Mollicutes are known to have a restricted biosynthetic capacity. For instance, they lack a complete tricarboxylic acid cycle, have a scarce ability to synthesize amino acids, and are not able to synthesize purine and pyrimidine bases de novo. MmymySC has been shown to metabolize the exogenous sugars glucose, fructose, N-acetylglucosamine, glycerol, 2-oxobutyrate, and pyruvate at moderate concentrations and mannose and l-lactate at high concentrations (Abu-Groun et al. 1994). In contrast, it is not able to use maltose and trehalose. All genes of the phosphotransferase systems (PTSs) of glucose, fructose, and mannitol have been identified. The sugars transported into the cell by these systems are degraded by the enzymes of the Embden-Meyerhof-Parnas (EMP) pathway to pyruvate and subsequently to lactate and acetylcoenzyme A. The deoC gene is present, and it is encoding deoxyribose-5-phosphate aldolase, which connects the EMP pathway with the DNA metabolic pathway via 2-deoxyribose-5-phosphate and glyceraldehyde-3-phosphate. The oxidative branch of the pentose phosphate pathway is missing in MmymySC and in most other mollicutes except for Acholeplasma species (Pollack et al. 1997). In the nonoxidative branch, only transaldolase is missing, indicating an alternative route or enzyme for the conversion of sedoheptulose-7-phosphate and glyceraldehyde-3-phosphate to fructose-6-phosphate and erythrose-4-phosphate.

The biosynthesis of nucleotides in MmymySC follows either of two routes. First, adenine/hypoxanthine-guanine/uracil phosphoribosyltransferase catalyses the formation of nucleoside monophosphate from 5-phosphoribosyl-1-diphosphate (PRPP) and a nucleobase. However, because nucleobases are not synthesized de novo in mollicutes, exogenous nucleobases have to be transported into the cell. Second, nucleoside kinases generate nucleoside monophosphates by phosphorylation of nucleosides. In some mollicutes there is an interconversion of deoxynucleo-side monophosphates by nucleoside phosphotransferase, but it seems that MmymySC is lacking this actual gene. Experiments made by Wang et al. (2001) showed that MmymySC is capable of phosphorylation of all four deoxynucleosides by only two enzymes, thymidine kinase and an enzyme related to deoxyguanosine kinase.

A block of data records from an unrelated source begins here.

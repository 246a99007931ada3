//! Citation trajectory forecasting.
//!
//! Citation accumulation is locally well-approximated by a random walk with
//! drift, so the model here is intentionally minimal: one autoregressive
//! term over the first differences of the cumulative series (the shape of
//! an ARIMA(1,1,0)), fit by least squares. It stays robust on the short
//! (3-10 point) histories typical of recently published articles, which a
//! general model search would not.

use serde::{Deserialize, Serialize};
use std::fmt;

use crate::models::CitationHistoryPoint;

/// Why a velocity estimate could not be computed.
///
/// Gaps are ordinary data conditions, not errors; they let callers and
/// tests tell "computed 0.0" apart from "could not compute".
#[derive(Debug, Clone, Copy, Serialize, Deserialize, PartialEq, Eq)]
#[serde(rename_all = "snake_case")]
pub enum SignalGap {
    /// Fewer than two distinct periods of citation history
    InsufficientHistory,
    /// The article's current citation total is zero or unknown
    NoCitations,
    /// The fit produced non-finite coefficients or projections
    DegenerateFit,
}

impl fmt::Display for SignalGap {
    fn fmt(&self, f: &mut fmt::Formatter<'_>) -> fmt::Result {
        match self {
            Self::InsufficientHistory => write!(f, "insufficient citation history"),
            Self::NoCitations => write!(f, "no recorded citations"),
            Self::DegenerateFit => write!(f, "degenerate model fit"),
        }
    }
}

/// A forecasted citation velocity, or the reason none is available.
#[derive(Debug, Clone, Copy, Serialize, Deserialize, PartialEq)]
pub enum VelocityEstimate {
    /// Mean projected relative citation gain over the forecast horizon
    Computed(f64),
    /// No estimate could be produced
    Unavailable(SignalGap),
}

impl VelocityEstimate {
    /// The estimate as a plain scalar, degrading gaps to a neutral `0.0`.
    pub fn value_or_zero(&self) -> f64 {
        match self {
            Self::Computed(value) => *value,
            Self::Unavailable(_) => 0.0,
        }
    }

    /// Whether a value was actually computed.
    pub fn is_computed(&self) -> bool {
        matches!(self, Self::Computed(_))
    }
}

/// Forecaster for per-article (or per-cluster) citation trajectories.
#[derive(Debug, Clone, Copy)]
pub struct CitationForecaster {
    horizon: usize,
}

impl CitationForecaster {
    /// Create a forecaster projecting `horizon` periods forward.
    pub fn new(horizon: usize) -> Self {
        Self { horizon }
    }

    /// The configured forecast horizon.
    pub fn horizon(&self) -> usize {
        self.horizon
    }

    /// Forecast the citation velocity of one article.
    ///
    /// `history` holds per-year citation deltas (possibly sparse, in any
    /// order); `current_total` is the article's citation count today.
    /// The per-year deltas are accumulated into a cumulative series, the
    /// model projects `horizon` periods past its end, and the velocity is
    /// the mean of `(projected - current_total) / current_total` over the
    /// projections.
    ///
    /// Preconditions that cannot be met degrade to
    /// [`VelocityEstimate::Unavailable`]; this function never fails.
    pub fn forecast_velocity(
        &self,
        history: &[CitationHistoryPoint],
        current_total: Option<u32>,
    ) -> VelocityEstimate {
        let current_total = match current_total {
            Some(total) if total > 0 => f64::from(total),
            _ => return VelocityEstimate::Unavailable(SignalGap::NoCitations),
        };

        let mut points: Vec<CitationHistoryPoint> = history.to_vec();
        points.sort_by_key(|p| p.year);
        points.dedup_by_key(|p| p.year);
        if points.len() < 2 {
            return VelocityEstimate::Unavailable(SignalGap::InsufficientHistory);
        }

        // Cumulative citation series from the yearly deltas.
        let mut cumulative = Vec::with_capacity(points.len());
        let mut running = 0.0f64;
        for point in &points {
            running += f64::from(point.count);
            cumulative.push(running);
        }

        let projections = match project(&cumulative, self.horizon) {
            Some(projections) => projections,
            None => return VelocityEstimate::Unavailable(SignalGap::DegenerateFit),
        };

        let velocity = projections
            .iter()
            .map(|p| (p - current_total) / current_total)
            .sum::<f64>()
            / projections.len() as f64;

        if velocity.is_finite() {
            VelocityEstimate::Computed(velocity)
        } else {
            VelocityEstimate::Unavailable(SignalGap::DegenerateFit)
        }
    }
}

impl Default for CitationForecaster {
    fn default() -> Self {
        Self::new(3)
    }
}

/// Fit AR(1) with intercept on the first differences of `series` and roll
/// the fit forward `horizon` steps, returning the projected levels.
///
/// With a single difference pair the coefficient is unidentifiable and the
/// model degrades to a random walk with drift (`phi = 0`). Returns `None`
/// when the fit or projections go non-finite.
fn project(series: &[f64], horizon: usize) -> Option<Vec<f64>> {
    if horizon == 0 {
        return None;
    }

    let diffs: Vec<f64> = series.windows(2).map(|w| w[1] - w[0]).collect();

    let (phi, intercept) = fit_ar1(&diffs);
    if !phi.is_finite() || !intercept.is_finite() {
        return None;
    }

    let mut level = *series.last()?;
    let mut diff = *diffs.last()?;
    let mut projections = Vec::with_capacity(horizon);
    for _ in 0..horizon {
        diff = intercept + phi * diff;
        level += diff;
        if !level.is_finite() {
            return None;
        }
        projections.push(level);
    }
    Some(projections)
}

/// Least-squares AR(1) over `diffs`: regress each difference on its
/// predecessor. The coefficient is clamped to (-0.99, 0.99) so projections
/// on short noisy series stay stable.
fn fit_ar1(diffs: &[f64]) -> (f64, f64) {
    if diffs.len() < 2 {
        let drift = diffs.iter().sum::<f64>() / diffs.len().max(1) as f64;
        return (0.0, drift);
    }

    let x = &diffs[..diffs.len() - 1];
    let y = &diffs[1..];
    let n = x.len() as f64;
    let mean_x = x.iter().sum::<f64>() / n;
    let mean_y = y.iter().sum::<f64>() / n;

    let mut cov = 0.0;
    let mut var = 0.0;
    for (xi, yi) in x.iter().zip(y.iter()) {
        cov += (xi - mean_x) * (yi - mean_y);
        var += (xi - mean_x) * (xi - mean_x);
    }

    if var < f64::EPSILON {
        // Constant differences: pure drift.
        return (0.0, mean_y);
    }

    let phi = (cov / var).clamp(-0.99, 0.99);
    let intercept = mean_y - phi * mean_x;
    (phi, intercept)
}
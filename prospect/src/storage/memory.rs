//! In-memory storage backend.
//!
//! All tables live behind one `RwLock`, which makes the two multi-table
//! writes ([`ScoreStore::record_scoring_run`] and
//! [`ClusterStore::replace_clusters`]) atomic without further machinery.
//! Suitable for tests, examples, and embedded use; a database-backed store
//! implements the same traits.

use std::collections::HashMap;
use std::sync::RwLock;

use async_trait::async_trait;
use uuid::Uuid;

use crate::models::{
    Article, ArticleEmbedding, CitationHistoryPoint, CitationSnapshot, ClusterAssignment,
    RawScoreEntry, ScoreRecord, Search, TopicCluster,
};
use crate::storage::errors::{StorageError, StorageResult};
use crate::storage::traits::{ArticleStore, BaseStore, ClusterStore, ScoreStore, SearchStore};

#[derive(Debug, Default)]
struct Tables {
    searches: HashMap<Uuid, Search>,
    search_articles: HashMap<Uuid, Vec<String>>,
    articles: HashMap<String, Article>,
    citation_snapshots: HashMap<String, Vec<CitationSnapshot>>,
    citation_histories: HashMap<String, Vec<CitationHistoryPoint>>,
    embeddings: HashMap<String, ArticleEmbedding>,
    raw_history: Vec<RawScoreEntry>,
    scores: Vec<ScoreRecord>,
    clusters: Vec<TopicCluster>,
}

/// In-memory implementation of all storage traits.
#[derive(Debug, Default)]
pub struct MemoryStore {
    tables: RwLock<Tables>,
}

impl MemoryStore {
    /// Create an empty store.
    pub fn new() -> Self {
        Self::default()
    }

    fn read(&self) -> StorageResult<std::sync::RwLockReadGuard<'_, Tables>> {
        self.tables
            .read()
            .map_err(|e| StorageError::Internal(format!("lock poisoned: {e}")))
    }

    fn write(&self) -> StorageResult<std::sync::RwLockWriteGuard<'_, Tables>> {
        self.tables
            .write()
            .map_err(|e| StorageError::Internal(format!("lock poisoned: {e}")))
    }
}

#[async_trait]
impl BaseStore for MemoryStore {
    async fn health_check(&self) -> StorageResult<bool> {
        Ok(true)
    }

    async fn clear(&self) -> StorageResult<()> {
        *self.write()? = Tables::default();
        Ok(())
    }

    async fn close(&self) -> StorageResult<()> {
        Ok(())
    }
}

#[async_trait]
impl SearchStore for MemoryStore {
    async fn create_search(&self, search: Search) -> StorageResult<Search> {
        let mut tables = self.write()?;
        if tables.searches.contains_key(&search.id) {
            return Err(StorageError::AlreadyExists(format!(
                "search {} already exists",
                search.id
            )));
        }
        tables.searches.insert(search.id, search.clone());
        Ok(search)
    }

    async fn get_search(&self, id: Uuid) -> StorageResult<Option<Search>> {
        Ok(self.read()?.searches.get(&id).cloned())
    }

    async fn link_article(&self, search_id: Uuid, article_id: &str) -> StorageResult<()> {
        let mut tables = self.write()?;
        if !tables.searches.contains_key(&search_id) {
            return Err(StorageError::NotFound(format!("search {search_id}")));
        }
        let linked = tables.search_articles.entry(search_id).or_default();
        if !linked.iter().any(|id| id == article_id) {
            linked.push(article_id.to_string());
        }
        Ok(())
    }

    async fn search_article_ids(&self, search_id: Uuid) -> StorageResult<Vec<String>> {
        Ok(self
            .read()?
            .search_articles
            .get(&search_id)
            .cloned()
            .unwrap_or_default())
    }
}

#[async_trait]
impl ArticleStore for MemoryStore {
    async fn upsert_article(&self, article: Article) -> StorageResult<Article> {
        let mut tables = self.write()?;
        // Articles are immutable once stored; dedupe by external id.
        if let Some(existing) = tables.articles.get(&article.external_id) {
            return Ok(existing.clone());
        }
        tables
            .articles
            .insert(article.external_id.clone(), article.clone());
        Ok(article)
    }

    async fn get_article(&self, external_id: &str) -> StorageResult<Option<Article>> {
        Ok(self.read()?.articles.get(external_id).cloned())
    }

    async fn add_citation_snapshot(&self, snapshot: CitationSnapshot) -> StorageResult<()> {
        let mut tables = self.write()?;
        tables
            .citation_snapshots
            .entry(snapshot.article_id.clone())
            .or_default()
            .push(snapshot);
        Ok(())
    }

    async fn latest_citation_count(&self, article_id: &str) -> StorageResult<Option<u32>> {
        let tables = self.read()?;
        Ok(tables
            .citation_snapshots
            .get(article_id)
            .and_then(|snapshots| snapshots.iter().max_by_key(|s| s.observed_at))
            .map(|s| s.total_count))
    }

    async fn put_citation_history(
        &self,
        article_id: &str,
        mut points: Vec<CitationHistoryPoint>,
    ) -> StorageResult<()> {
        points.sort_by_key(|p| p.year);
        self.write()?
            .citation_histories
            .insert(article_id.to_string(), points);
        Ok(())
    }

    async fn citation_history(&self, article_id: &str) -> StorageResult<Vec<CitationHistoryPoint>> {
        Ok(self
            .read()?
            .citation_histories
            .get(article_id)
            .cloned()
            .unwrap_or_default())
    }

    async fn upsert_embedding(&self, mut embedding: ArticleEmbedding) -> StorageResult<()> {
        let mut tables = self.write()?;
        if embedding.cluster_label.is_none() {
            if let Some(existing) = tables.embeddings.get(&embedding.article_id) {
                embedding.cluster_label = existing.cluster_label;
            }
        }
        tables
            .embeddings
            .insert(embedding.article_id.clone(), embedding);
        Ok(())
    }

    async fn list_embeddings(&self) -> StorageResult<Vec<ArticleEmbedding>> {
        Ok(self.read()?.embeddings.values().cloned().collect())
    }
}

#[async_trait]
impl ScoreStore for MemoryStore {
    async fn raw_history(&self, exclude_search: Uuid) -> StorageResult<Vec<RawScoreEntry>> {
        Ok(self
            .read()?
            .raw_history
            .iter()
            .filter(|entry| entry.search_id != exclude_search)
            .cloned()
            .collect())
    }

    async fn record_scoring_run(
        &self,
        entry: RawScoreEntry,
        record: ScoreRecord,
    ) -> StorageResult<()> {
        if entry.search_id != record.search_id {
            return Err(StorageError::Validation(format!(
                "raw entry search {} does not match score record search {}",
                entry.search_id, record.search_id
            )));
        }
        let mut tables = self.write()?;
        tables.raw_history.push(entry);
        tables.scores.push(record);
        Ok(())
    }

    async fn latest_score(&self, search_id: Uuid) -> StorageResult<Option<ScoreRecord>> {
        let tables = self.read()?;
        Ok(tables
            .scores
            .iter()
            .filter(|record| record.search_id == search_id)
            .max_by_key(|record| record.computed_at)
            .cloned())
    }

    async fn list_scores(&self, search_id: Uuid) -> StorageResult<Vec<ScoreRecord>> {
        let tables = self.read()?;
        let mut records: Vec<ScoreRecord> = tables
            .scores
            .iter()
            .filter(|record| record.search_id == search_id)
            .cloned()
            .collect();
        records.sort_by_key(|record| record.computed_at);
        Ok(records)
    }
}

#[async_trait]
impl ClusterStore for MemoryStore {
    async fn replace_clusters(
        &self,
        assignments: Vec<ClusterAssignment>,
        clusters: Vec<TopicCluster>,
    ) -> StorageResult<()> {
        let mut tables = self.write()?;
        for assignment in &assignments {
            if let Some(embedding) = tables.embeddings.get_mut(&assignment.article_id) {
                embedding.cluster_label = Some(assignment.label);
            }
        }
        tables.clusters = clusters;
        Ok(())
    }

    async fn list_clusters(&self) -> StorageResult<Vec<TopicCluster>> {
        Ok(self.read()?.clusters.clone())
    }
}

#[cfg(test)]
mod tests {
    use super::*;
    use crate::models::{ArticleBuilder, NOISE_LABEL};
    use chrono::Utc;

    #[tokio::test]
    async fn articles_are_deduplicated_by_external_id() {
        let store = MemoryStore::new();
        let first = ArticleBuilder::new("pmid-1", "Original title").build();
        let second = ArticleBuilder::new("pmid-1", "Different title").build();

        store.upsert_article(first.clone()).await.unwrap();
        let stored = store.upsert_article(second).await.unwrap();
        assert_eq!(stored.title, "Original title");
    }

    #[tokio::test]
    async fn latest_citation_count_picks_newest_snapshot() {
        let store = MemoryStore::new();
        store
            .add_citation_snapshot(CitationSnapshot {
                article_id: "pmid-1".into(),
                total_count: 5,
                source: "index".into(),
                observed_at: Utc::now() - chrono::Duration::days(30),
            })
            .await
            .unwrap();
        store
            .add_citation_snapshot(CitationSnapshot::now("pmid-1", 9, "index"))
            .await
            .unwrap();

        assert_eq!(store.latest_citation_count("pmid-1").await.unwrap(), Some(9));
        assert_eq!(store.latest_citation_count("pmid-2").await.unwrap(), None);
    }

    #[tokio::test]
    async fn raw_history_excludes_the_given_search() {
        let store = MemoryStore::new();
        let s1 = Uuid::new_v4();
        let s2 = Uuid::new_v4();
        for (search_id, novelty) in [(s1, 0.1), (s2, 0.2)] {
            let entry = RawScoreEntry {
                search_id,
                novelty_raw: novelty,
                citation_raw: 0.0,
                recency_raw: 0.0,
            };
            let record = ScoreRecord {
                search_id,
                novelty_score: 1.0,
                citation_velocity_score: 1.0,
                recency_score: 1.0,
                overall_score: 1.0,
                computed_at: Utc::now(),
            };
            store.record_scoring_run(entry, record).await.unwrap();
        }

        let history = store.raw_history(s1).await.unwrap();
        assert_eq!(history.len(), 1);
        assert_eq!(history[0].search_id, s2);
    }

    #[tokio::test]
    async fn record_scoring_run_rejects_mismatched_ids() {
        let store = MemoryStore::new();
        let entry = RawScoreEntry {
            search_id: Uuid::new_v4(),
            novelty_raw: 0.0,
            citation_raw: 0.0,
            recency_raw: 0.0,
        };
        let record = ScoreRecord {
            search_id: Uuid::new_v4(),
            novelty_score: 0.0,
            citation_velocity_score: 0.0,
            recency_score: 0.0,
            overall_score: 0.0,
            computed_at: Utc::now(),
        };
        assert!(store.record_scoring_run(entry, record).await.is_err());
    }

    #[tokio::test]
    async fn replace_clusters_relabels_embeddings() {
        let store = MemoryStore::new();
        store
            .upsert_embedding(ArticleEmbedding::new("pmid-1", vec![1.0]))
            .await
            .unwrap();
        store
            .upsert_embedding(ArticleEmbedding::new("pmid-2", vec![2.0]))
            .await
            .unwrap();

        let assignments = vec![
            ClusterAssignment {
                article_id: "pmid-1".into(),
                label: 0,
            },
            ClusterAssignment {
                article_id: "pmid-2".into(),
                label: NOISE_LABEL,
            },
        ];
        let clusters = vec![TopicCluster {
            label: 0,
            centroid: vec![1.0],
            member_count: 1,
            aggregate_velocity: 0.0,
            last_updated: Utc::now(),
        }];
        store.replace_clusters(assignments, clusters).await.unwrap();

        let embeddings = store.list_embeddings().await.unwrap();
        let labels: HashMap<String, Option<i32>> = embeddings
            .into_iter()
            .map(|e| (e.article_id, e.cluster_label))
            .collect();
        assert_eq!(labels["pmid-1"], Some(0));
        assert_eq!(labels["pmid-2"], Some(NOISE_LABEL));
        assert_eq!(store.list_clusters().await.unwrap().len(), 1);
    }

    #[tokio::test]
    async fn upsert_embedding_preserves_existing_label() {
        let store = MemoryStore::new();
        let mut labeled = ArticleEmbedding::new("pmid-1", vec![1.0]);
        labeled.cluster_label = Some(2);
        store.upsert_embedding(labeled).await.unwrap();

        // Re-embedding after a metadata refresh must not wipe the label.
        store
            .upsert_embedding(ArticleEmbedding::new("pmid-1", vec![1.5]))
            .await
            .unwrap();
        let embeddings = store.list_embeddings().await.unwrap();
        assert_eq!(embeddings[0].cluster_label, Some(2));
        assert_eq!(embeddings[0].vector, vec![1.5]);
    }
}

In addition to the PTStransporters, eight complete ATP-binding cassette (ABC) transporters have been identified in MmymySC. The bioinformatics analysis indicates that these transporters are capable of transferring sugars, oligopeptides, spermidine and/or putrescine, phosphate, alkylphosphonate, glycerol, and a nonidentified solute across the plasma membrane. A unique feature of the spermidine/putrescine ABC-transporter system is that one of the permease components and the substrate-binding component are encoded by one gene (potCD) in MmymySC. These are normally encoded by two separate genes, potC and potD. The permease and substrate-binding domains of potCD are separated by ∼350 amino acids, and the signal peptide sequence of the potD genes is missing in the potD-like part of potCD. There are several additional PTSand ABC transport systems, although not all subunits have been identified. The missing components may be among the nonassigned hypothetical proteins.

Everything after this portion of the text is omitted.